Terraformer (the open-source reverse-Terraform tool from GoogleCloudPlatform) generates Terraform resource blocks by reading a provider's API. OCI support covers the common networking and compute resource types. Running it at the start would have given me a draft configuration to diff against the existing one rather than building the inventory spreadsheet manually. On subsequent engagements I have used it; it cuts roughly 30-40% of the investigation time for the category of "we have infrastructure, we need to reconstruct the IaC."

Terraform 1.5 import blocks allow declarative imports inside configuration files. Instead of one-off CLI commands, imports become version-controlled code that can be reviewed in a PR and re-run deterministically:

import {
  to = oci_core_vcn.main_vcn
  id = "ocid1.vcn.oc1.ap-mumbai-1.aaaa..."
}

import {
  to = oci_identity_compartment.network_compartment
  id = "ocid1.compartment.oc1..aaaa..."
}

The OCI provider version on this engagement predated that feature being stable for OCI resources. On any new engagement today I would use import blocks from the start.

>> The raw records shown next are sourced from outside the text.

//! Session manager: the public entry point, one call per client action.
//!
//! Each (project, board) key owns a slot behind its own async mutex, so
//! actions on one session are applied strictly one at a time while
//! different sessions proceed in parallel. There is no global lock; the
//! `DashMap` is only touched to look up or retire a slot.
//!
//! A destroyed session's slot is marked retired and removed from the map
//! while still locked. Callers that were already queued on it observe the
//! flag and re-resolve the key.
//!
//! Card candidates are read before the slot is locked. The single I/O call
//! made under the lock is the story-point write-back on assignment, which
//! runs before the in-memory transition.

use std::panic::{self, AssertUnwindSafe};
use std::sync::atomic::{AtomicUsize, Ordering};
use std::sync::Arc;
use std::time::Duration;

use chrono::Utc;
use dashmap::DashMap;
use metrics::{counter, gauge};
use tokio::sync::{Mutex, OwnedMutexGuard};
use tokio_util::sync::CancellationToken;
use tracing::{debug, info, warn};

use poker_core::ids::{CardId, ListId, SessionId, SessionKey, UserId};
use poker_core::{
    ActionOutcome, Card, CardSource, CoordinatorError, Phase, SessionUpdate, SnapshotPublisher,
    VoteDeck,
};

use crate::machine::{Departure, Session};

/// Actions applied (counter, labels: action).
pub const ACTIONS_TOTAL: &str = "poker_actions_total";
/// Actions rejected (counter, labels: action, kind).
pub const ACTION_ERRORS_TOTAL: &str = "poker_action_errors_total";
/// Live sessions (gauge).
pub const SESSIONS_ACTIVE: &str = "poker_sessions_active";

/// Default time between `closeSession` and the session being destroyed.
pub const DEFAULT_CLOSING_DELAY: Duration = Duration::from_secs(60);

#[derive(Clone, Debug)]
pub struct ManagerConfig {
    pub closing_delay: Duration,
    /// Deck handed to every new session.
    pub deck: VoteDeck,
}

impl Default for ManagerConfig {
    fn default() -> Self {
        Self {
            closing_delay: DEFAULT_CLOSING_DELAY,
            deck: VoteDeck::default(),
        }
    }
}

#[derive(Default)]
struct Slot {
    session: Option<Session>,
    retired: bool,
    closing_timer: Option<CancellationToken>,
}

type SlotRef = Arc<Mutex<Slot>>;

/// A locked slot plus the handle needed to retire it from the map.
struct Locked {
    slot: SlotRef,
    guard: OwnedMutexGuard<Slot>,
}

impl Locked {
    fn session(&self) -> Result<&Session, CoordinatorError> {
        self.guard.session.as_ref().ok_or(CoordinatorError::SessionNotFound)
    }

    fn session_mut(&mut self) -> Result<&mut Session, CoordinatorError> {
        self.guard.session.as_mut().ok_or(CoordinatorError::SessionNotFound)
    }
}

struct Inner {
    slots: DashMap<SessionKey, SlotRef>,
    cards: Arc<dyn CardSource>,
    publisher: Arc<dyn SnapshotPublisher>,
    config: ManagerConfig,
    active: AtomicUsize,
}

/// Coordinator for every planning poker session in the process.
///
/// Cheap to clone; clones share state.
#[derive(Clone)]
pub struct SessionManager {
    inner: Arc<Inner>,
}
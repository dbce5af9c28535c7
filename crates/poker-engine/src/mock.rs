//! In-memory collaborators for tests and local demos.

use std::collections::HashMap;
use std::sync::atomic::{AtomicBool, Ordering};
use std::sync::Arc;

use async_trait::async_trait;
use parking_lot::Mutex;
use poker_core::ids::{CardId, ListId, ProjectId};
use poker_core::{Card, CardSource, CardSourceError, SessionUpdate, SnapshotPublisher};
use tokio::sync::Notify;

/// Stalls one card-source call until [`release`](Gate::release)d.
#[derive(Default)]
pub struct Gate {
    entered: Notify,
    released: Notify,
}

impl Gate {
    /// Resolves once the gated call is parked.
    pub async fn entered(&self) {
        self.entered.notified().await;
    }

    pub fn release(&self) {
        self.released.notify_one();
    }

    async fn pass(&self) {
        self.entered.notify_one();
        self.released.notified().await;
    }
}

/// Card source backed by a map of lists. Records every story-point write.
#[derive(Default)]
pub struct MemoryCardSource {
    lists: Mutex<HashMap<ListId, Vec<Card>>>,
    writes: Mutex<Vec<(CardId, f64)>>,
    fail_writes: AtomicBool,
    fail_reads: AtomicBool,
    read_gate: Mutex<Option<Arc<Gate>>>,
    write_gate: Mutex<Option<Arc<Gate>>>,
}

impl MemoryCardSource {
    pub fn new() -> Self {
        Self::default()
    }

    /// Seed a list with unestimated cards named after their ids.
    pub fn with_list(self, list_id: &str, card_ids: &[&str]) -> Self {
        let cards = card_ids
            .iter()
            .map(|id| Card {
                card_id: CardId::from_raw(*id),
                name: format!("Card {id}"),
                description: None,
                story_points: None,
            })
            .collect();
        self.put_list(list_id, cards);
        self
    }

    pub fn put_list(&self, list_id: &str, cards: Vec<Card>) {
        let _ = self.lists.lock().insert(ListId::from_raw(list_id), cards);
    }

    pub fn writes(&self) -> Vec<(CardId, f64)> {
        self.writes.lock().clone()
    }

    pub fn story_points(&self, card_id: &str) -> Option<f64> {
        self.lists
            .lock()
            .values()
            .flatten()
            .find(|c| c.card_id.as_str() == card_id)
            .and_then(|c| c.story_points)
    }

    pub fn fail_writes(&self, fail: bool) {
        self.fail_writes.store(fail, Ordering::Relaxed);
    }

    pub fn fail_reads(&self, fail: bool) {
        self.fail_reads.store(fail, Ordering::Relaxed);
    }

    /// Park the next `list_candidates` after it has read the list.
    pub fn hold_next_read(&self) -> Arc<Gate> {
        let gate = Arc::new(Gate::default());
        *self.read_gate.lock() = Some(Arc::clone(&gate));
        gate
    }

    /// Park the next `set_story_points` before it writes.
    pub fn hold_next_write(&self) -> Arc<Gate> {
        let gate = Arc::new(Gate::default());
        *self.write_gate.lock() = Some(Arc::clone(&gate));
        gate
    }
}

#[async_trait]
impl CardSource for MemoryCardSource {
    async fn list_candidates(&self, list_id: &ListId) -> Result<Vec<Card>, CardSourceError> {
        if self.fail_reads.load(Ordering::Relaxed) {
            return Err(CardSourceError::Unavailable("reads disabled".into()));
        }
        let cards = self
            .lists
            .lock()
            .get(list_id)
            .cloned()
            .ok_or_else(|| CardSourceError::ListNotFound(list_id.to_string()))?;
        let gate = self.read_gate.lock().take();
        if let Some(gate) = gate {
            gate.pass().await;
        }
        Ok(cards)
    }

    async fn set_story_points(&self, card_id: &CardId, points: f64) -> Result<(), CardSourceError> {
        if self.fail_writes.load(Ordering::Relaxed) {
            return Err(CardSourceError::Unavailable("writes disabled".into()));
        }
        let gate = self.write_gate.lock().take();
        if let Some(gate) = gate {
            gate.pass().await;
        }
        let mut lists = self.lists.lock();
        let card = lists
            .values_mut()
            .flatten()
            .find(|c| &c.card_id == card_id)
            .ok_or_else(|| CardSourceError::CardNotFound(card_id.to_string()))?;
        card.story_points = Some(points);
        self.writes.lock().push((card_id.clone(), points));
        Ok(())
    }
}

/// Publisher that keeps every update it was handed.
#[derive(Default)]
pub struct RecordingPublisher {
    updates: Mutex<Vec<(ProjectId, SessionUpdate)>>,
}

impl RecordingPublisher {
    pub fn new() -> Self {
        Self::default()
    }

    pub fn updates(&self) -> Vec<(ProjectId, SessionUpdate)> {
        self.updates.lock().clone()
    }

    pub fn count(&self) -> usize {
        self.updates.lock().len()
    }

    pub fn last(&self) -> Option<SessionUpdate> {
        self.updates.lock().last().map(|(_, u)| u.clone())
    }
}

impl SnapshotPublisher for RecordingPublisher {
    fn publish(&self, project_id: &ProjectId, update: &SessionUpdate) {
        self.updates.lock().push((project_id.clone(), update.clone()));
    }
}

The CLI import approach has no audit trail beyond bash history; the declarative approach has a PR.

The thing I would not change: the verify-after-each-import discipline. It adds time to what is already a slow process, and it catches configuration divergence before it compounds into errors that are hard to trace back to the actual cause.


The OCI landing zone work described here is covered in the OCI Landing Zone case study. If you are recovering a drifted Terraform state and want a second opinion on the approach before running plan, my calendar is open.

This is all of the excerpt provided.